#### Work to complete
Find the line containing "current.push(' ');" in the entries below. Restate it and each line after it, word for word, up to and including the line containing "while let Some((i, c))".

#### Task input
*****
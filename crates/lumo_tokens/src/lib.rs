//! Lumo Token Accessors
//!
//! Typed accessors over the static design-token dataset consumed by the
//! Lumo style engine: colors, font sizes, and overlay opacities.
//!
//! # Overview
//!
//! The token dataset is a build-time JSON table mapping token names to
//! direct values, light/dark sets, or references to other tokens. This
//! crate resolves those entries into CSS-ready strings and small structured
//! records:
//!
//! - **Literal lookup**: [`TokenTable::value`]
//! - **Color resolution**: [`TokenTable::color_token`],
//!   [`TokenTable::raw_color_token`], [`TokenTable::weird_color_token`]
//! - **Scales**: [`TokenTable::color_scale`],
//!   [`TokenTable::simple_color_scale`]
//! - **Overlay synthesis**: [`auto_static_color`],
//!   [`TokenTable::overlay_color_scale`]
//! - **Font sizing**: [`TokenTable::font_size_index`]
//!
//! # Quick Start
//!
//! ```rust,ignore
//! use lumo_tokens::{ColorValue, TokenTable};
//!
//! // Load the dataset once at startup
//! let table = TokenTable::from_json_str(include_str!("tokens.json"))?;
//! TokenTable::init(table);
//!
//! // Resolve tokens in the style compiler
//! let table = TokenTable::global();
//! let gray = table.color_scale("gray")?;
//! let thickness = table.value("focus-indicator-thickness")?;
//! ```
//!
//! # Architecture
//!
//! Every accessor is a pure, synchronous read over the immutable table;
//! derived records are freshly constructed per call, with no caching. The
//! table is installed once per process and never mutated afterwards, so
//! shared access needs no locking.

pub mod error;
mod registry;
pub mod table;
pub mod tokens;

// Re-export commonly used types
pub use error::TokenError;
pub use table::{SetEntry, Token, TokenSets, TokenTable};
pub use tokens::*;
//! Long story splitting
//!
//! Answers too long for one page are cut at sentence boundaries into chunks
//! of at most `chunk_budget` characters. A sentence longer than the budget is
//! never cut; it gets a chunk of its own.

use super::page::{bind_story_content, create_single_story_page};
use crate::options::LayoutOptions;
use crate::templates::choose_template;
use crate::types::*;

/// Split a story's answer over consecutive pages starting at `start_page_number`.
///
/// Only the first page carries the question and, when the chosen template
/// allows it, the story's first photo. Continuation pages hold the answer
/// text alone. An answer that is nothing but whitespace yields one page.
pub fn split_long_story(
    story: &Story,
    chapter_id: &str,
    start_page_number: usize,
    options: &LayoutOptions,
) -> Vec<PageModel> {
    let chunks = split_into_chunks(&story.answer, options.chunk_budget);
    if chunks.is_empty() {
        log::warn!(
            "Story {} has {} chars but no sentences, keeping it on one page",
            story.id,
            story.answer_length()
        );
        return vec![create_single_story_page(story, chapter_id, start_page_number, options)];
    }
    log::debug!(
        "Splitting story {} ({} chars) into {} pages",
        story.id,
        story.answer_length(),
        chunks.len()
    );

    chunks
        .iter()
        .enumerate()
        .map(|(index, chunk)| {
            let first = index == 0;
            let with_photo = first && story.has_photo();
            let template =
                choose_template(&options.thresholds, chunk.chars().count(), with_photo);

            let content = if first {
                bind_story_content(template, Some(&story.question), chunk)
            } else {
                vec![ContentEntry::new(Slot::Answer(0), chunk.as_str())]
            };

            let mut page = PageModel::new(start_page_number + index, template.id, chapter_id, content);
            page.story_count = 1;
            if with_photo && template.supports_photo {
                if let Some(photo) = story.first_photo() {
                    page.attach_photo(photo);
                }
            }
            page
        })
        .collect()
}

/// Group the sentences of `text` into chunks of at most `budget` characters.
///
/// Sentences inside a chunk are joined by a single space. Text without
/// sentence punctuation comes back as a single chunk.
pub fn split_into_chunks(text: &str, budget: usize) -> Vec<String> {
    let mut chunks = Vec::new();
    let mut current = String::new();
    let mut current_len = 0;

    for sentence in split_sentences(text) {
        let sentence_len = sentence.chars().count();
        if current_len > 0 && current_len + 1 + sentence_len > budget {
            chunks.push(std::mem::take(&mut current));
            current_len = 0;
        }
        if current_len > 0 {
            current.push(' ');
            current_len += 1;
        }
        current.push_str(sentence);
        current_len += sentence_len;
    }

    if current_len > 0 {
        chunks.push(current);
    }
    chunks
}

/// Split after `.`, `!` or `?` when followed by whitespace. The whitespace
/// run between sentences is dropped.
fn split_sentences(text: &str) -> Vec<&str> {
    let mut sentences = Vec::new();
    let mut start = 0;
    let mut prev = None;
    let mut chars = text.char_indices().peekable();

    while let Some((i, c)) = chars.next() {
        if c.is_whitespace() && matches!(prev, Some('.' | '!' | '?')) {
            sentences.push(&text[start..i]);
            while let Some(&(_, next)) = chars.peek() {
                if !next.is_whitespace() {
                    break;
                }
                chars.next();
            }
            start = chars.peek().map_or(text.len(), |&(j, _)| j);
        }
        prev = Some(c);
    }
    sentences.push(&text[start..]);

    sentences
        .into_iter()
        .map(str::trim)
        .filter(|s| !s.is_empty())
        .collect()
}
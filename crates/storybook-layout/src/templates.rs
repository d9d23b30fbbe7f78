//! Page template catalog and template selection

use crate::options::TemplateThresholds;
use crate::types::*;

const fn text_box(
    x: f32,
    y: f32,
    width: f32,
    height: f32,
    style: TextStyle,
    font_size: FontSize,
    align: Align,
) -> TextBox {
    TextBox {
        x,
        y,
        width,
        height,
        style,
        font_size,
        align,
    }
}

const fn photo_box(x: f32, y: f32, width: f32, height: f32, style: PhotoStyle) -> PhotoBox {
    PhotoBox {
        x,
        y,
        width,
        height,
        style,
    }
}

use crate::types::Align::{Center, Left};
use crate::types::FontSize::{Large, Medium};
use crate::types::TextStyle::{Answer, ChapterTitle, Question};

/// Question and answer filling the page, no photo. For long, emotional stories.
pub static FULL_PAGE: PageTemplate = PageTemplate {
    id: TemplateId::FullPage,
    name: "Full Page Story",
    text_boxes: &[
        text_box(0.1, 0.15, 0.8, 0.12, Question, Large, Center),
        text_box(0.1, 0.32, 0.8, 0.58, Answer, Medium, Left),
    ],
    photo_box: None,
    max_text_length: 1800,
    supports_photo: false,
};

/// One important photo between question and answer
pub static LARGE_PHOTO: PageTemplate = PageTemplate {
    id: TemplateId::LargePhoto,
    name: "Story with Large Photo",
    text_boxes: &[
        text_box(0.1, 0.1, 0.8, 0.1, Question, Large, Left),
        text_box(0.1, 0.58, 0.8, 0.32, Answer, Medium, Left),
    ],
    photo_box: Some(photo_box(0.1, 0.23, 0.8, 0.3, PhotoStyle::Rounded)),
    max_text_length: 900,
    supports_photo: true,
};

/// Magazine-style two column answer, no photo
pub static TWO_COLUMN: PageTemplate = PageTemplate {
    id: TemplateId::TwoColumn,
    name: "Two Column Story",
    text_boxes: &[
        text_box(0.1, 0.12, 0.8, 0.1, Question, Large, Left),
        text_box(0.1, 0.26, 0.38, 0.64, Answer, Medium, Left),
        text_box(0.52, 0.26, 0.38, 0.64, Answer, Medium, Left),
    ],
    photo_box: None,
    max_text_length: 1400,
    supports_photo: false,
};

/// Photo on top, short story below
pub static PHOTO_ABOVE: PageTemplate = PageTemplate {
    id: TemplateId::PhotoAbove,
    name: "Photo Above Story",
    text_boxes: &[
        text_box(0.1, 0.52, 0.8, 0.08, Question, Large, Left),
        text_box(0.1, 0.63, 0.8, 0.27, Answer, Medium, Left),
    ],
    photo_box: Some(photo_box(0.1, 0.1, 0.8, 0.38, PhotoStyle::FullBleed)),
    max_text_length: 700,
    supports_photo: true,
};

/// Photo on the left, story on the right
pub static SIDE_BY_SIDE: PageTemplate = PageTemplate {
    id: TemplateId::SideBySide,
    name: "Side by Side",
    text_boxes: &[
        text_box(0.52, 0.12, 0.38, 0.1, Question, Large, Left),
        text_box(0.52, 0.26, 0.38, 0.64, Answer, Medium, Left),
    ],
    photo_box: Some(photo_box(0.1, 0.12, 0.38, 0.78, PhotoStyle::Rounded)),
    max_text_length: 900,
    supports_photo: true,
};

/// Chapter introduction page
pub static CHAPTER_OPENER: PageTemplate = PageTemplate {
    id: TemplateId::ChapterOpener,
    name: "Chapter Opener",
    text_boxes: &[text_box(0.1, 0.65, 0.8, 0.2, ChapterTitle, Large, Center)],
    photo_box: Some(photo_box(0.15, 0.12, 0.7, 0.45, PhotoStyle::Rounded)),
    max_text_length: 100,
    supports_photo: true,
};

/// Brief memories
pub static BRIEF: PageTemplate = PageTemplate {
    id: TemplateId::Brief,
    name: "Brief Memory",
    text_boxes: &[
        text_box(0.1, 0.25, 0.8, 0.12, Question, Large, Center),
        text_box(0.15, 0.42, 0.7, 0.35, Answer, Medium, Center),
    ],
    photo_box: None,
    max_text_length: 600,
    supports_photo: false,
};

/// Three boxes for lengthy narratives
pub static EXTENDED: PageTemplate = PageTemplate {
    id: TemplateId::Extended,
    name: "Extended Story",
    text_boxes: &[
        text_box(0.1, 0.1, 0.8, 0.08, Question, Large, Left),
        text_box(0.1, 0.21, 0.8, 0.35, Answer, Medium, Left),
        text_box(0.1, 0.59, 0.8, 0.31, Answer, Medium, Left),
    ],
    photo_box: None,
    max_text_length: 2200,
    supports_photo: false,
};

static CATALOG: [&PageTemplate; 8] = [
    &FULL_PAGE,
    &LARGE_PHOTO,
    &TWO_COLUMN,
    &PHOTO_ABOVE,
    &SIDE_BY_SIDE,
    &CHAPTER_OPENER,
    &BRIEF,
    &EXTENDED,
];

/// All catalog templates, in catalog order
pub fn templates() -> &'static [&'static PageTemplate] {
    &CATALOG
}

/// Look up a catalog template. Synthetic ids have no catalog entry.
pub fn get_template(id: TemplateId) -> Option<&'static PageTemplate> {
    CATALOG.iter().copied().find(|t| t.id == id)
}

/// Pick the template for a story using the default thresholds
pub fn choose_best_template(answer_length: usize, has_photo: bool) -> &'static PageTemplate {
    choose_template(&TemplateThresholds::default(), answer_length, has_photo)
}

/// Pick the template for a story.
///
/// Photo stories only ever get photo layouts; text-only stories climb the
/// brief, two-column, full-page, extended ladder.
pub fn choose_template(
    thresholds: &TemplateThresholds,
    answer_length: usize,
    has_photo: bool,
) -> &'static PageTemplate {
    if has_photo {
        if answer_length < thresholds.photo_above_max {
            return &PHOTO_ABOVE;
        }
        if answer_length < thresholds.large_photo_max {
            return &LARGE_PHOTO;
        }
        return &SIDE_BY_SIDE;
    }

    if answer_length < thresholds.brief_max {
        &BRIEF
    } else if answer_length < thresholds.two_column_max {
        &TWO_COLUMN
    } else if answer_length < thresholds.full_page_max {
        &FULL_PAGE
    } else {
        &EXTENDED
    }
}
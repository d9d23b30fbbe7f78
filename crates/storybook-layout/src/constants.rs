//! Shared constants for book pagination
//!
//! The character thresholds below are visual-fit values tuned by eye against
//! the rendered templates. They are the defaults of
//! [`LayoutOptions`](crate::LayoutOptions) and can be overridden there.

// =============================================================================
// Template Selection (exclusive upper bounds on answer length)
// =============================================================================

/// Photo stories shorter than this use the photo-above layout
pub const PHOTO_ABOVE_MAX_CHARS: usize = 700;

/// Photo stories shorter than this use the large-photo layout
pub const LARGE_PHOTO_MAX_CHARS: usize = 900;

/// Text-only stories shorter than this use the brief layout
pub const BRIEF_MAX_CHARS: usize = 600;

/// Text-only stories shorter than this use the two-column layout
pub const TWO_COLUMN_MAX_CHARS: usize = 1400;

/// Text-only stories shorter than this use the full-page layout
pub const FULL_PAGE_MAX_CHARS: usize = 1800;

// =============================================================================
// Long Stories
// =============================================================================

/// Answers longer than this are split across several pages
pub const LONG_STORY_THRESHOLD: usize = 1200;

/// Soft character budget for each page of a split story
pub const CHUNK_BUDGET_CHARS: usize = 1200;

// =============================================================================
// Multi-Story Packing
// =============================================================================

/// Combined answer length allowed on a shared page
pub const MAX_MULTI_STORY_CHARS: usize = 2500;

/// Stories allowed on a shared page
pub const MAX_STORIES_PER_PAGE: usize = 6;

/// Combined answer length allowed on the shared page that gets the chapter photo
pub const MAX_PHOTO_PAGE_CHARS: usize = 1200;

/// Stories allowed on the shared page that gets the chapter photo
pub const MAX_STORIES_PER_PHOTO_PAGE: usize = 4;

// =============================================================================
// Book Frame
// =============================================================================

/// Chapter id used by the welcome page
pub const WELCOME_CHAPTER_ID: &str = "welcome";

/// Chapter id used by the end page
pub const END_CHAPTER_ID: &str = "end";

pub const DEFAULT_WELCOME_TEXT: &str = "Welcome";

pub const DEFAULT_END_TEXT: &str = "The End";
mod common;

use common::{sentences, story, story_with_answer};
use storybook_layout::*;

fn styles(page: &PageModel) -> Vec<TextStyle> {
    page.content.iter().map(|e| e.style()).collect()
}

// =============================================================================
// Single story pages
// =============================================================================

#[test]
fn test_single_story_page_with_photo() {
    let options = LayoutOptions::default();
    let s = story("q1", "childhood", 120, true);
    let page = create_single_story_page(&s, "childhood", 7, &options);

    assert_eq!(page.id, "page-7");
    assert_eq!(page.page_number, 7);
    assert_eq!(page.template_id, TemplateId::PhotoAbove);
    assert_eq!(page.photo.as_deref(), Some("photo-q1"));
    assert_eq!(page.chapter_id, "childhood");
    assert!(!page.multi_story);
    assert_eq!(page.story_count, 1);
    assert_eq!(
        page.content,
        vec![
            ContentEntry::new(Slot::Question(0), "Question q1?"),
            ContentEntry::new(Slot::Answer(1), "a".repeat(120)),
        ]
    );
}

#[test]
fn test_single_story_page_only_first_photo() {
    let options = LayoutOptions::default();
    let mut s = story("q2", "roots", 950, true);
    s.photos.push("second".to_string());
    let page = create_single_story_page(&s, "roots", 1, &options);

    assert_eq!(page.template_id, TemplateId::SideBySide);
    assert_eq!(page.photo.as_deref(), Some("photo-q2"));
}

#[test]
fn test_two_column_answer_is_not_pre_split() {
    let options = LayoutOptions::default();
    let s = story("q3", "work", 800, false);
    let page = create_single_story_page(&s, "work", 3, &options);

    assert_eq!(page.template_id, TemplateId::TwoColumn);
    assert_eq!(page.photo, None);
    assert_eq!(styles(&page), vec![TextStyle::Question, TextStyle::Answer]);
    assert_eq!(page.content[1].text_box_index(), 1);
    assert_eq!(page.content[1].text.len(), 800);
}

#[test]
fn test_empty_answer_with_photo() {
    let options = LayoutOptions::default();
    let s = story("q4", "photos", 0, true);
    let page = create_single_story_page(&s, "photos", 2, &options);

    assert_eq!(page.template_id, TemplateId::PhotoAbove);
    assert_eq!(page.answers().collect::<Vec<_>>(), vec![""]);
    assert!(page.photo.is_some());
}

#[test]
fn test_multi_story_page_interleaves_pairs() {
    let a = story("a", "joy", 10, false);
    let b = story("b", "joy", 20, false);
    let c = story("c", "joy", 30, false);
    let page = create_multi_story_page(&[&a, &b, &c], "joy", 4);

    assert_eq!(page.template_id, TemplateId::Multi);
    assert!(page.multi_story);
    assert_eq!(page.story_count, 3);
    assert_eq!(page.content.len(), 6);
    for (i, pair) in page.content.chunks(2).enumerate() {
        assert_eq!(pair[0].slot, Slot::Question(i * 2));
        assert_eq!(pair[1].slot, Slot::Answer(i * 2 + 1));
    }
    assert_eq!(page.questions().collect::<Vec<_>>(), vec!["Question a?", "Question b?", "Question c?"]);
    assert_eq!(page.photo, None);
}

#[test]
fn test_attach_photo_keeps_first() {
    let mut page = PageModel::new(1, TemplateId::Multi, "joy", Vec::new());
    assert!(page.attach_photo("first"));
    assert!(!page.attach_photo("second"));
    assert_eq!(page.photo.as_deref(), Some("first"));
}

// =============================================================================
// Long story splitting
// =============================================================================

#[test]
fn test_split_into_chunks_respects_budget() {
    let text = sentences(20);
    let chunks = split_into_chunks(&text, 1200);

    assert_eq!(chunks.len(), 2);
    // 11 sentences of 100 chars plus 10 separating spaces
    assert_eq!(chunks[0].len(), 1110);
    assert_eq!(chunks[1].len(), 908);
    assert!(chunks.iter().all(|c| c.chars().count() <= 1200));
}

#[test]
fn test_split_preserves_content() {
    let text = sentences(37);
    let chunks = split_into_chunks(&text, 1200);
    assert_eq!(chunks.join(" "), text);
}

#[test]
fn test_split_normalizes_whitespace_between_sentences() {
    let text = format!("{}\n\n{}", sentences(8), sentences(8));
    let chunks = split_into_chunks(&text, 1200);
    assert_eq!(chunks.join(" "), format!("{} {}", sentences(8), sentences(8)));
}

#[test]
fn test_oversized_sentence_is_kept_whole() {
    let giant = format!("{}.", "g".repeat(1500));
    let text = format!("Short one. {} Tail.", giant);
    let chunks = split_into_chunks(&text, 1200);

    assert_eq!(chunks, vec!["Short one.".to_string(), giant, "Tail.".to_string()]);
}

#[test]
fn test_no_punctuation_is_one_chunk() {
    let text = "word ".repeat(500);
    let chunks = split_into_chunks(&text, 1200);
    assert_eq!(chunks.len(), 1);
    assert_eq!(chunks[0], text.trim());
}

#[test]
fn test_split_long_story_pages() {
    let options = LayoutOptions::default();
    let s = story_with_answer("long", "love", &sentences(30), false);
    let pages = split_long_story(&s, "love", 10, &options);

    assert_eq!(pages.len(), 3);
    let numbers: Vec<usize> = pages.iter().map(|p| p.page_number).collect();
    assert_eq!(numbers, vec![10, 11, 12]);

    assert_eq!(styles(&pages[0]), vec![TextStyle::Question, TextStyle::Answer]);
    for page in &pages[1..] {
        assert_eq!(page.content, vec![ContentEntry::new(Slot::Answer(0), page.content[0].text.clone())]);
        assert!(page.is_continuation());
    }

    let question_pages = pages.iter().filter(|p| p.questions().count() > 0).count();
    assert_eq!(question_pages, 1);

    let joined: Vec<&str> = pages.iter().flat_map(|p| p.answers()).collect();
    assert_eq!(joined.join(" "), s.answer);
    assert!(pages.iter().all(|p| p.chapter_id == "love" && !p.multi_story));
}

#[test]
fn test_split_long_story_photo_on_first_page_only() {
    let options = LayoutOptions::default();
    let s = story_with_answer("long", "love", &sentences(20), true);
    let pages = split_long_story(&s, "love", 1, &options);

    assert_eq!(pages.len(), 2);
    assert_eq!(pages[0].template_id, TemplateId::SideBySide);
    assert_eq!(pages[0].photo.as_deref(), Some("photo-long"));
    assert_eq!(pages[1].template_id, TemplateId::TwoColumn);
    assert_eq!(pages[1].photo, None);
}

#[test]
fn test_split_templates_follow_chunk_length() {
    let options = LayoutOptions::default();
    // 12 sentences: 11 on the first page, one 100-char sentence left over
    let s = story_with_answer("long", "work", &sentences(12), false);
    let pages = split_long_story(&s, "work", 1, &options);

    assert_eq!(pages.len(), 2);
    assert_eq!(pages[0].template_id, TemplateId::TwoColumn);
    assert_eq!(pages[1].template_id, TemplateId::Brief);
}

#[test]
fn test_blank_long_answer_keeps_its_page() {
    let options = LayoutOptions::default();
    let s = story_with_answer("blank", "joy", &" ".repeat(1300), true);

    let pages = split_long_story(&s, "joy", 4, &options);
    assert_eq!(pages.len(), 1);
    assert_eq!(pages[0].page_number, 4);
    assert_eq!(pages[0].questions().collect::<Vec<_>>(), vec!["Question blank?"]);
    assert_eq!(pages[0].photo.as_deref(), Some("photo-blank"));

    let refs = vec![&s];
    let packed = pack_chapter(&refs, "joy", None, 1, &options);
    assert_eq!(packed.len(), 1);
    assert_eq!(packed[0].story_count, 1);
}

// =============================================================================
// Multi-story packing
// =============================================================================

#[test]
fn test_pack_respects_story_count() {
    let options = LayoutOptions::default();
    let stories: Vec<Story> = (0..7).map(|i| story(&i.to_string(), "c", 100, false)).collect();
    let refs: Vec<&Story> = stories.iter().collect();
    let pages = pack_chapter(&refs, "c", None, 3, &options);

    assert_eq!(pages.len(), 2);
    assert_eq!(pages[0].story_count, 6);
    assert_eq!(pages[1].story_count, 1);
    assert_eq!(pages[0].page_number, 3);
    assert_eq!(pages[1].page_number, 4);
}

#[test]
fn test_pack_respects_length_budget() {
    let options = LayoutOptions::default();
    let stories: Vec<Story> = (0..5).map(|i| story(&i.to_string(), "c", 600, false)).collect();
    let refs: Vec<&Story> = stories.iter().collect();
    let pages = pack_chapter(&refs, "c", None, 1, &options);

    let counts: Vec<usize> = pages.iter().map(|p| p.story_count).collect();
    assert_eq!(counts, vec![4, 1]);
}

#[test]
fn test_chapter_photo_page_uses_tighter_limits() {
    let options = LayoutOptions::default();
    let stories: Vec<Story> = (0..5).map(|i| story(&i.to_string(), "c", 100, false)).collect();
    let refs: Vec<&Story> = stories.iter().collect();
    let pages = pack_chapter(&refs, "c", Some("chapter-photo"), 1, &options);

    assert_eq!(pages.len(), 2);
    assert_eq!(pages[0].story_count, 4);
    assert_eq!(pages[0].photo.as_deref(), Some("chapter-photo"));
    assert_eq!(pages[1].story_count, 1);
    assert_eq!(pages[1].photo, None);
}

#[test]
fn test_chapter_photo_page_length_limit() {
    let options = LayoutOptions::default();
    let stories: Vec<Story> = (0..4).map(|i| story(&i.to_string(), "c", 500, false)).collect();
    let refs: Vec<&Story> = stories.iter().collect();
    let pages = pack_chapter(&refs, "c", Some("chapter-photo"), 1, &options);

    let counts: Vec<usize> = pages.iter().map(|p| p.story_count).collect();
    assert_eq!(counts, vec![2, 2]);
    assert!(pages[0].photo.is_some());
    assert!(pages[1].photo.is_none());
}

#[test]
fn test_photo_story_breaks_run() {
    let options = LayoutOptions::default();
    let a = story("a", "c", 100, false);
    let b = story("b", "c", 100, true);
    let c = story("c", "c", 100, false);
    let pages = pack_chapter(&[&a, &b, &c], "c", Some("chapter-photo"), 1, &options);

    assert_eq!(pages.len(), 3);
    assert!(pages[0].multi_story);
    assert_eq!(pages[0].photo.as_deref(), Some("chapter-photo"));
    assert_eq!(pages[1].template_id, TemplateId::PhotoAbove);
    assert_eq!(pages[1].photo.as_deref(), Some("photo-b"));
    assert!(pages[2].multi_story);
    assert_eq!(pages[2].photo, None);
}

#[test]
fn test_long_story_breaks_run() {
    let options = LayoutOptions::default();
    let a = story("a", "c", 50, false);
    let long = story_with_answer("long", "c", &sentences(20), false);
    let b = story("b", "c", 50, false);
    let pages = pack_chapter(&[&a, &long, &b], "c", None, 1, &options);

    assert_eq!(pages.len(), 4);
    assert_eq!(pages[0].story_count, 1);
    assert!(pages[0].multi_story);
    assert!(!pages[1].multi_story && !pages[2].multi_story);
    assert!(pages[3].multi_story);
    let numbers: Vec<usize> = pages.iter().map(|p| p.page_number).collect();
    assert_eq!(numbers, vec![1, 2, 3, 4]);
}

#[test]
fn test_chapter_photo_dropped_without_shared_page() {
    let options = LayoutOptions::default();
    let a = story("a", "c", 100, true);
    let long = story_with_answer("long", "c", &sentences(15), false);
    let pages = pack_chapter(&[&a, &long], "c", Some("chapter-photo"), 1, &options);

    assert_eq!(pages.len(), 3);
    assert!(pages.iter().all(|p| p.photo.as_deref() != Some("chapter-photo")));
}

#[test]
fn test_packing_budgets_hold_for_mixed_lengths() {
    let options = LayoutOptions::default();
    let stories: Vec<Story> = (0..60)
        .map(|i| story(&i.to_string(), "c", (i * 379) % 1200 + 1, false))
        .collect();
    let refs: Vec<&Story> = stories.iter().collect();

    for chapter_photo in [None, Some("chapter-photo")] {
        let pages = pack_chapter(&refs, "c", chapter_photo, 1, &options);
        let mut photo_pages = 0;
        for page in &pages {
            assert!(page.multi_story);
            let total: usize = page.answers().map(|a| a.chars().count()).sum();
            assert_eq!(page.content.len(), page.story_count * 2);
            if page.photo.is_some() {
                photo_pages += 1;
                assert!(page.story_count <= 4);
                assert!(total <= 1200);
            } else {
                assert!(page.story_count <= 6);
                assert!(total <= 2500);
            }
        }
        assert_eq!(photo_pages, usize::from(chapter_photo.is_some()));

        let placed: usize = pages.iter().map(|p| p.story_count).sum();
        assert_eq!(placed, stories.len());
    }
}

#[test]
fn test_pack_empty_chapter() {
    let options = LayoutOptions::default();
    assert!(pack_chapter(&[], "c", Some("photo"), 1, &options).is_empty());
}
*****
#### Your solution
            current.push(' ');
            current_len += 1;
        }
        current.push_str(sentence);
        current_len += sentence_len;
    }

    if current_len > 0 {
        chunks.push(current);
    }
    chunks
}

/// Split after `.`, `!` or `?` when followed by whitespace. The whitespace
/// run between sentences is dropped.
fn split_sentences(text: &str) -> Vec<&str> {
    let mut sentences = Vec::new();
    let mut start = 0;
    let mut prev = None;
    let mut chars = text.char_indices().peekable();

    while let Some((i, c)) = chars.next() {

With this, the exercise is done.